Work request: Each line of the entries, from the first to the line containing "are never backpressured.", is to be transcribed exactly as it stands; include no other lines.
※ ※ ※
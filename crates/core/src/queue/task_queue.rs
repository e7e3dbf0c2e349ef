//! Unbounded FIFO of storage tasks with a single consumer.

use tokio::sync::mpsc;
use tokio_util::sync::CancellationToken;
use tracing::{debug, warn};

use super::completion::{Completion, TaskHandle};
use super::task::{StorageTask, TaskKind};
use crate::storage::StorageError;

/// Create a connected queue and receiver.
///
/// The queue handle can be cloned freely; the receiver is meant for exactly one
/// worker.
pub fn storage_task_queue() -> (StorageTaskQueue, TaskReceiver) {
    let (sender, receiver) = mpsc::unbounded_channel();
    (StorageTaskQueue { sender }, TaskReceiver { receiver })
}

/// Producer side of the task queue.
///
/// The queue is unbounded: producers are never backpressured.
#[derive(Debug, Clone)]
pub struct StorageTaskQueue {
    sender: mpsc::UnboundedSender<StorageTask>,
}

impl StorageTaskQueue {
    /// Queue a task and return the handle its result arrives on.
    ///
    /// If the worker is gone the handle resolves to a cancellation error.
    pub fn enqueue(&self, path: impl Into<String>, kind: TaskKind) -> TaskHandle {
        let (completion, handle) = Completion::new();
        let task = StorageTask {
            path: path.into(),
            kind,
            completion,
        };
        debug!(path = %task.path, kind = %task.kind, "Enqueuing storage task");

        if let Err(mpsc::error::SendError(task)) = self.sender.send(task) {
            warn!(path = %task.path, kind = %task.kind, "Task queue is closed, cancelling task");
        }
        handle
    }

    /// Whether the receiving side has shut down.
    #[must_use]
    pub fn is_closed(&self) -> bool {
        self.sender.is_closed()
    }
}

/// Consumer side of the task queue.
#[derive(Debug)]
pub struct TaskReceiver {
    receiver: mpsc::UnboundedReceiver<StorageTask>,
}

impl TaskReceiver {
    /// Wait for the next task.
    ///
    /// Returns `None` once `token` is cancelled or every producer is gone.
    pub async fn dequeue(&mut self, token: &CancellationToken) -> Option<StorageTask> {
        tokio::select! {
            biased;
            () = token.cancelled() => None,
            task = self.receiver.recv() => task,
        }
    }

    /// Number of tasks waiting.
    #[must_use]
    pub fn len(&self) -> usize {
        self.receiver.len()
    }

    /// Whether no task is waiting.
    #[must_use]
    pub fn is_empty(&self) -> bool {
        self.receiver.is_empty()
    }

    /// Stop accepting tasks and cancel every task still waiting.
    ///
    /// Returns the number of cancelled tasks.
    pub fn shutdown(mut self) -> usize {
        self.receiver.close();
        let mut cancelled = 0;
        while let Ok(mut task) = self.receiver.try_recv() {
            task.completion.resolve(Err(StorageError::Cancelled(format!(
                "{} of {} cancelled by shutdown",
                task.kind, task.path
            ))));
            cancelled += 1;
        }
        cancelled
    }
}
//! Metadata catalog contract.
//!
//! The catalog owns the mapping from object id to the ordered list of message
//! ids holding the object's chunks. The storage engine only reaches it through
//! [`ObjectCatalog`].

mod memory;

use std::future::Future;

use chrono::{DateTime, Utc};
use cordstore_shared::{MessageId, ObjectId};
use serde::{Deserialize, Serialize};
use thiserror::Error;

use crate::storage::StorageError;

pub use memory::InMemoryCatalog;

type BoxError = Box<dyn std::error::Error + Send + Sync>;

/// Catalog entry for one stored object.
#[derive(Debug, Clone, PartialEq, Eq, Serialize, Deserialize)]
pub struct ObjectRecord {
    /// Object identifier.
    pub object_id: ObjectId,
    /// Object name, unique within the catalog.
    pub name: String,
    /// Object size in bytes.
    pub size: u64,
    /// Message ids in chunk order.
    pub message_ids: Vec<MessageId>,
    /// Set when a deletion stopped halfway and some chunks are gone.
    #[serde(default)]
    pub corrupted: bool,
    /// When the object was stored.
    pub created_at: DateTime<Utc>,
}

impl ObjectRecord {
    /// Create a record for a freshly uploaded object.
    #[must_use]
    pub fn new(
        object_id: ObjectId,
        name: impl Into<String>,
        size: u64,
        message_ids: Vec<MessageId>,
    ) -> Self {
        Self {
            object_id,
            name: name.into(),
            size,
            message_ids,
            corrupted: false,
            created_at: Utc::now(),
        }
    }
}

/// Catalog errors.
#[derive(Debug, Error)]
pub enum CatalogError {
    /// No record for the object.
    #[error("object not found: {0}")]
    NotFound(ObjectId),

    /// Another object already uses the name.
    #[error("an object named '{0}' already exists")]
    Conflict(String),

    /// A record with this id already exists.
    #[error("object {0} already exists")]
    DuplicateId(ObjectId),

    /// The backing store failed.
    #[error("catalog backend error: {message}")]
    Backend {
        /// What failed.
        message: String,
        /// Underlying cause.
        #[source]
        source: Option<BoxError>,
    },
}

impl CatalogError {
    /// Create a backend error caused by `err`.
    #[must_use]
    pub fn backend(msg: impl Into<String>, err: impl Into<BoxError>) -> Self {
        Self::Backend {
            message: msg.into(),
            source: Some(err.into()),
        }
    }
}

impl From<CatalogError> for StorageError {
    fn from(err: CatalogError) -> Self {
        match err {
            CatalogError::NotFound(_) => Self::not_found(err.to_string()),
            CatalogError::Conflict(_) | CatalogError::DuplicateId(_) => {
                Self::validation(err.to_string())
            }
            CatalogError::Backend { .. } => {
                Self::internal_caused_by("catalog operation failed", err)
            }
        }
    }
}

/// Store of object records.
pub trait ObjectCatalog: Send + Sync {
    /// Return the message ids of an object, in chunk order.
    fn resolve_message_ids(
        &self,
        object_id: ObjectId,
    ) -> impl Future<Output = Result<Vec<MessageId>, CatalogError>> + Send;

    /// Record a newly stored object.
    ///
    /// Fails with [`CatalogError::Conflict`] if the name is taken, or with
    /// [`CatalogError::DuplicateId`] if the id is already recorded. Existing
    /// records are never replaced.
    fn persist_message_ids(
        &self,
        record: ObjectRecord,
    ) -> impl Future<Output = Result<(), CatalogError>> + Send;

    /// Forget an object.
    fn remove_object(
        &self,
        object_id: ObjectId,
    ) -> impl Future<Output = Result<(), CatalogError>> + Send;

    /// Flag an object whose chunks were only partly deleted.
    fn mark_corrupted(
        &self,
        object_id: ObjectId,
    ) -> impl Future<Output = Result<(), CatalogError>> + Send;

    /// Find an object by name.
    fn find_by_name(
        &self,
        name: &str,
    ) -> impl Future<Output = Result<Option<ObjectRecord>, CatalogError>> + Send;

    /// List every object, oldest first.
    fn list_objects(&self) -> impl Future<Output = Result<Vec<ObjectRecord>, CatalogError>> + Send;
}
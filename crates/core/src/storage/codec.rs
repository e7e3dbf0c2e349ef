//! Splitting objects into chunks and putting them back together.
//!
//! Chunk `i` of an object named `report.pdf` is stored under
//! `report.pdf.part{i + 1}`; the suffix is what lets a download recover both the
//! chunk position and the original name.

use bytes::{Bytes, BytesMut};

use super::types::{Chunk, FilePart};

const PART_MARKER: &str = ".part";

/// Split `content` into chunks of at most `max_chunk_size` bytes.
///
/// The last chunk may be shorter. Empty content yields no chunks. Payloads are
/// views into `content`, nothing is copied.
///
/// # Panics
///
/// Panics if `max_chunk_size` is zero.
#[must_use]
pub fn split(content: &Bytes, base_name: &str, max_chunk_size: usize) -> Vec<Chunk> {
    assert!(max_chunk_size > 0, "chunk size must be non-zero");

    (0..content.len())
        .step_by(max_chunk_size)
        .enumerate()
        .map(|(index, start)| {
            let end = (start + max_chunk_size).min(content.len());
            Chunk {
                index,
                payload: content.slice(start..end),
                source_name: name_for(base_name, index),
            }
        })
        .collect()
}

/// Attachment name for chunk `index` of `base_name` (1-based suffix).
#[must_use]
pub fn name_for(base_name: &str, index: usize) -> String {
    format!("{base_name}{PART_MARKER}{}", index + 1)
}

/// Split `part_name` into the base name and the raw 1-based part number.
fn split_part_suffix(part_name: &str) -> Option<(&str, &str)> {
    let marker = part_name.rfind(PART_MARKER)?;
    let digits = &part_name[marker + PART_MARKER.len()..];
    if digits.is_empty() || !digits.bytes().all(|b| b.is_ascii_digit()) {
        return None;
    }
    Some((&part_name[..marker], digits))
}

/// Recover the original object name from a chunk name.
///
/// Strips a trailing `.part<digits>`. When nothing would be left (a chunk named
/// just `.part1`), the chunk name is returned unchanged.
#[must_use]
pub fn original_name_from(part_name: &str) -> String {
    match split_part_suffix(part_name) {
        Some((base, _)) if !base.is_empty() => base.to_string(),
        _ => part_name.to_string(),
    }
}

/// Zero-based chunk index encoded in a chunk name, if any.
#[must_use]
pub fn part_index_from(part_name: &str) -> Option<usize> {
    let (_, digits) = split_part_suffix(part_name)?;
    digits.parse::<usize>().ok()?.checked_sub(1)
}

/// Concatenate parts in index order.
///
/// Gaps are not detected: a missing index is skipped silently, so callers must
/// check the part set is complete first.
#[must_use]
pub fn reassemble(mut parts: Vec<FilePart>) -> Bytes {
    parts.sort_by_key(|part| part.index);

    let total = parts.iter().map(|part| part.content.len()).sum();
    let mut buffer = BytesMut::with_capacity(total);
    for part in parts {
        buffer.extend_from_slice(&part.content);
    }
    buffer.freeze()
}


#[cfg(test)]
#[path = "codec_props.rs"]
mod property_tests;
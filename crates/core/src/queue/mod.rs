//! Single-consumer task queue that serializes storage operations.
//!
//! Callers enqueue a [`TaskKind`] and get a [`TaskHandle`] back. One
//! [`StorageWorker`] drains the queue in order, runs each task to the end and
//! resolves its handle exactly once.

mod completion;
mod processor;
mod task;
mod task_queue;
mod worker;

pub use completion::{Completion, TaskHandle};
pub use processor::{FileTaskProcessor, FolderTaskProcessor, StorageDispatcher, TaskProcessor};
pub use task::{
    FileOperation, FolderOperation, OperationKind, StorageTask, TaskKind, TaskOutput, TaskResult,
    TaskTarget,
};
pub use task_queue::{StorageTaskQueue, TaskReceiver, storage_task_queue};
pub use worker::{StorageWorker, verify_channel};
//! The single consumer of the task queue.

use std::any::Any;
use std::panic::AssertUnwindSafe;
use std::sync::Arc;
use std::time::Instant;

use cordstore_shared::{ChannelId, StorageConfig};
use futures::FutureExt;
use tokio_util::sync::CancellationToken;
use tracing::{debug, error, info, warn};

use super::processor::{FileTaskProcessor, StorageDispatcher, TaskProcessor};
use super::task::StorageTask;
use super::task_queue::TaskReceiver;
use crate::catalog::ObjectCatalog;
use crate::channel::{ChannelClient, ChannelIdentity};
use crate::storage::{StorageError, StorageResult};

/// Drains the task queue one task at a time.
///
/// Every dequeued task has its completion resolved exactly once, including when
/// the processor panics or returns without resolving it.
pub struct StorageWorker<P: TaskProcessor> {
    processor: P,
}

impl<C: ChannelClient, K: ObjectCatalog> StorageWorker<StorageDispatcher<C, K>> {
    /// Create a worker that stores objects in `channel_id` and records them in `catalog`.
    #[must_use]
    pub fn new(
        channel: Arc<C>,
        catalog: Arc<K>,
        channel_id: ChannelId,
        config: StorageConfig,
    ) -> Self {
        Self::with_processor(StorageDispatcher::new(FileTaskProcessor::new(
            channel, catalog, channel_id, config,
        )))
    }
}

impl<P: TaskProcessor> StorageWorker<P> {
    /// Create a worker around any processor.
    #[must_use]
    pub fn with_processor(processor: P) -> Self {
        Self { processor }
    }

    /// Process tasks until `token` is cancelled or every producer is gone.
    ///
    /// Cancellation is observed between tasks; a task in progress runs to the
    /// end. Tasks still queued when the loop stops are resolved as cancelled.
    /// Returns the number of processed tasks.
    pub async fn run(&self, mut receiver: TaskReceiver, token: CancellationToken) -> usize {
        info!("Storage worker started");

        let mut processed = 0;
        while let Some(task) = receiver.dequeue(&token).await {
            self.handle(task).await;
            processed += 1;
        }

        let cancelled = receiver.shutdown();
        info!(processed, cancelled, "Storage worker stopped");
        processed
    }

    async fn handle(&self, task: StorageTask) {
        let StorageTask {
            path,
            kind,
            mut completion,
        } = task;
        let label = kind.to_string();
        debug!(path = %path, kind = %label, "Processing storage task");
        let started = Instant::now();

        let outcome = AssertUnwindSafe(self.processor.process(&path, kind, &mut completion))
            .catch_unwind()
            .await;

        if let Err(payload) = outcome {
            let reason = panic_message(payload.as_ref());
            error!(path = %path, kind = %label, reason = %reason, "Storage task panicked");
            completion.resolve(Err(StorageError::internal(format!(
                "unhandled fault while processing {label} of {path}: {reason}"
            ))));
        }

        if !completion.is_resolved() {
            warn!(path = %path, kind = %label, "Storage task finished without a result");
            completion.resolve(Err(StorageError::internal(format!(
                "{label} of {path} finished without a result"
            ))));
        }

        debug!(
            path = %path,
            kind = %label,
            elapsed_ms = u64::try_from(started.elapsed().as_millis()).unwrap_or(u64::MAX),
            "Storage task done"
        );
    }
}

fn panic_message(payload: &(dyn Any + Send)) -> String {
    if let Some(message) = payload.downcast_ref::<&str>() {
        (*message).to_string()
    } else if let Some(message) = payload.downcast_ref::<String>() {
        message.clone()
    } else {
        "unknown panic".to_string()
    }
}

/// Check the channel client is authenticated and log who it is.
///
/// # Errors
///
/// Returns an internal error if the channel cannot identify the client.
pub async fn verify_channel<C: ChannelClient>(channel: &C) -> StorageResult<ChannelIdentity> {
    let identity = channel.current_identity().await.map_err(|e| {
        error!(error = %e, "Failed to identify channel client");
        StorageError::internal_caused_by("failed to identify channel client", e)
    })?;
    info!(identity = %identity, "Connected to channel");
    Ok(identity)
}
※ ※ ※
Response:
filename crates/core/src/queue/task_queue.rs
repository e7e3dbf0c2e349ef
//! Unbounded FIFO of storage tasks with a single consumer.

use tokio::sync::mpsc;
use tokio_util::sync::CancellationToken;
use tracing::{debug, warn};

use super::completion::{Completion, TaskHandle};
use super::task::{StorageTask, TaskKind};
use crate::storage::StorageError;

/// Create a connected queue and receiver.
///
/// The queue handle can be cloned freely; the receiver is meant for exactly one
/// worker.
pub fn storage_task_queue() -> (StorageTaskQueue, TaskReceiver) {
    let (sender, receiver) = mpsc::unbounded_channel();
    (StorageTaskQueue { sender }, TaskReceiver { receiver })
}

/// Producer side of the task queue.
///
/// The queue is unbounded: producers are never backpressured.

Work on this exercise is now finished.